Common Pitfalls & How to Avoid Them
| Problem | Symptom | Fix |
|---|---|---|
| SSL verification errors | `requests.On the flip side, | |
| Token expires mid‑run | 401 Unauthorized on subsequent calls | Store the token and refresh it after 60 min or use a long‑lived token. Also, |
| Console disconnects | WebSocketConnectionClosedException |
Implement a reconnect loop or use a library that handles heartbeats. |
| Node image mismatch | Lab creation fails with “image not found” | Verify the node definition ID against /node_definitions. SSLError` on login |
| Rate limiting | 429 Too Many Requests | Throttle your script or request a higher quota in cml. Now, exceptions. conf. |
Where to Go From Here
- Infrastructure as Code – Store your lab JSON specifications in a Git repo and pull them into a CI pipeline that spins up labs on demand.

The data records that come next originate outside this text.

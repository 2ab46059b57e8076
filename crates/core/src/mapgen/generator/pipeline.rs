//! Ordered placement phases that populate a decoded room.

use log::{debug, warn};
use rand_chacha::rand_core::Rng;

use crate::collaborators::Collaborators;
use crate::config::GeneratorSettings;
use crate::content::ContentCatalog;
use crate::holders::OwnershipHolders;
use crate::types::RoomKind;

use super::super::model::{ItemRequest, Placement};
use super::super::pool::SpawnPool;
use super::super::progression::ProgressionState;
use super::super::spawns::{ObjectPlan, allocate_enemies, plan_objects, plan_players};
use super::terrain::{plan_borders, plan_dangerous_terrain, plan_ground, plan_ordinary_terrain};

pub(super) struct PipelineContext<'a> {
    pub(super) catalog: &'a ContentCatalog,
    pub(super) settings: &'a GeneratorSettings,
    pub(super) progression: &'a mut ProgressionState,
    pub(super) holders: &'a mut OwnershipHolders,
}

#[derive(Debug, Default)]
pub(super) struct PipelineOutcome {
    pub(super) placements: Vec<Placement>,
    pub(super) items: Vec<ItemRequest>,
    pub(super) enemy_value_spent: u32,
    pub(super) unplaced_characters: usize,
}

impl PipelineOutcome {
    fn materialize_all(&mut self, holders: &mut OwnershipHolders, placements: Vec<Placement>) {
        for placement in placements {
            holders.materialize(&placement);
            self.placements.push(placement);
        }
    }
}

pub(super) fn run_pipeline<R: Rng + ?Sized>(
    context: &mut PipelineContext<'_>,
    pool: &mut SpawnPool,
    collaborators: &mut Collaborators<'_>,
    rng: &mut R,
) -> (RoomKind, PipelineOutcome) {
    let mut outcome = PipelineOutcome::default();
    let terrain_number = context.settings.terrain_number;

    let borders = plan_borders(pool, context.catalog, rng);
    debug!("border phase: {} placements", borders.len());
    outcome.materialize_all(context.holders, borders);

    let hazards = plan_dangerous_terrain(
        pool,
        context.catalog,
        terrain_number,
        context.progression.map_difficulty,
        rng,
    );
    debug!(
        "dangerous terrain phase: {} of {} requested",
        hazards.len(),
        context.progression.map_difficulty
    );
    outcome.materialize_all(context.holders, hazards);

    let ordinary = plan_ordinary_terrain(pool, context.catalog, terrain_number);
    debug!("ordinary terrain phase: {} placements", ordinary.len());
    outcome.materialize_all(context.holders, ordinary);

    place_enemies(context, pool, collaborators, rng, &mut outcome);

    let room_kind = context.progression.room_kind();
    let plan = plan_objects(pool, context.catalog, room_kind, context.progression.floor_index, rng);
    place_objects(context, collaborators, plan, &mut outcome);
    if room_kind == RoomKind::FirstRoom {
        context.progression.first_spawn = false;
    }

    let ground = plan_ground(pool, context.catalog, context.settings.ground_tiles, rng);
    debug!("ground phase: {} tiles", ground.len());
    outcome.materialize_all(context.holders, ground);

    let character_count = collaborators.roster.character_count();
    let moves = plan_players(pool, character_count, rng);
    for &(index, pos) in &moves {
        collaborators.roster.move_character(index, pos);
    }
    outcome.unplaced_characters = character_count - moves.len();
    if outcome.unplaced_characters > 0 {
        warn!(
            "player pool exhausted: {} of {} characters kept their previous position",
            outcome.unplaced_characters, character_count
        );
    }

    collaborators.roster.resources_mut().restore_after_room();
    collaborators.roster.refresh_display();

    (room_kind, outcome)
}

fn place_enemies<R: Rng + ?Sized>(
    context: &mut PipelineContext<'_>,
    pool: &mut SpawnPool,
    collaborators: &mut Collaborators<'_>,
    rng: &mut R,
    outcome: &mut PipelineOutcome,
) {
    collaborators.turn_order.reset_enemies();
    let tiers = &context.catalog.enemy_tiers;
    let tier = context.progression.enemy_tier(tiers.len());
    let allocation =
        allocate_enemies(pool, tiers, tier, context.progression.enemy_difficulty, rng);
    debug!(
        "enemy phase: {} enemies worth {} of {} (tier {} -> {})",
        allocation.placements.len(),
        allocation.spent,
        context.progression.enemy_difficulty,
        tier,
        allocation.final_tier
    );

    for placement in allocation.placements {
        let enemy = context.holders.materialize(&placement);
        collaborators.turn_order.register_enemy(enemy);
        outcome.placements.push(placement);
    }
    outcome.enemy_value_spent = allocation.spent;
}

fn place_objects(
    context: &mut PipelineContext<'_>,
    collaborators: &mut Collaborators<'_>,
    plan: ObjectPlan,
    outcome: &mut PipelineOutcome,
) {
    match plan {
        ObjectPlan::FirstRoom { shop, prize } => {
            open_shop(context, collaborators, shop, outcome);
            outcome.materialize_all(context.holders, prize.into_iter().collect());
        }
        ObjectPlan::Shop { shop, prizes } => {
            open_shop(context, collaborators, shop, outcome);
            debug!("shop phase: {} high-value objects", prizes.len());
            outcome.materialize_all(context.holders, prizes);
        }
        ObjectPlan::Regular { items } => {
            for item in &items {
                collaborators.items.generate_item(
                    context.holders,
                    item.pos,
                    &[],
                    item.rarity_roll,
                    false,
                );
            }
            debug!("object phase: {} generated items", items.len());
            outcome.items = items;
        }
    }
}

fn open_shop(
    context: &mut PipelineContext<'_>,
    collaborators: &mut Collaborators<'_>,
    shop: Option<Placement>,
    outcome: &mut PipelineOutcome,
) {
    let Some(shop) = shop else {
        warn!("no object point left for the shop anchor; shop content not generated");
        return;
    };
    let anchor = context.holders.materialize(&shop);
    collaborators.shop.set_spawn_anchor(anchor);
    collaborators.shop.generate();
    outcome.placements.push(shop);
}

- Integration with CI – Combine the REST API with a test harness (e.g., PyTest) to automatically run configuration drift checks, routing protocol convergence tests, or security policy validations.
- Observability – Hook the
/statsendpoint into Prometheus; export node CPU, memory, and link utilization for real‑time monitoring. - Multi‑tenant Automation – Use the
userendpoint to create per‑project tokens, granting fine‑grained access to specific labs.
Conclusion
The CML REST API is the backbone that turns a GUI‑driven emulator into a programmable, repeatable laboratory. With a handful of HTTP calls, you can create, configure, start, and tear down entire network topologies on the fly. Coupled with WebSocket console streams, bulk node operations, and the handy /stats endpoint, you have everything you need to integrate CML into your automation stack—whether that’s a simple Python script, an Ansible playbook, or a full‑blown CI/CD pipeline.
Worth pausing on this one.
Take the time to explore the /help endpoint, experiment with the example scripts, and start scripting your own labs. Once you’re comfortable, the possibilities are limited only by your imagination—and your network’s complexity. Happy automating!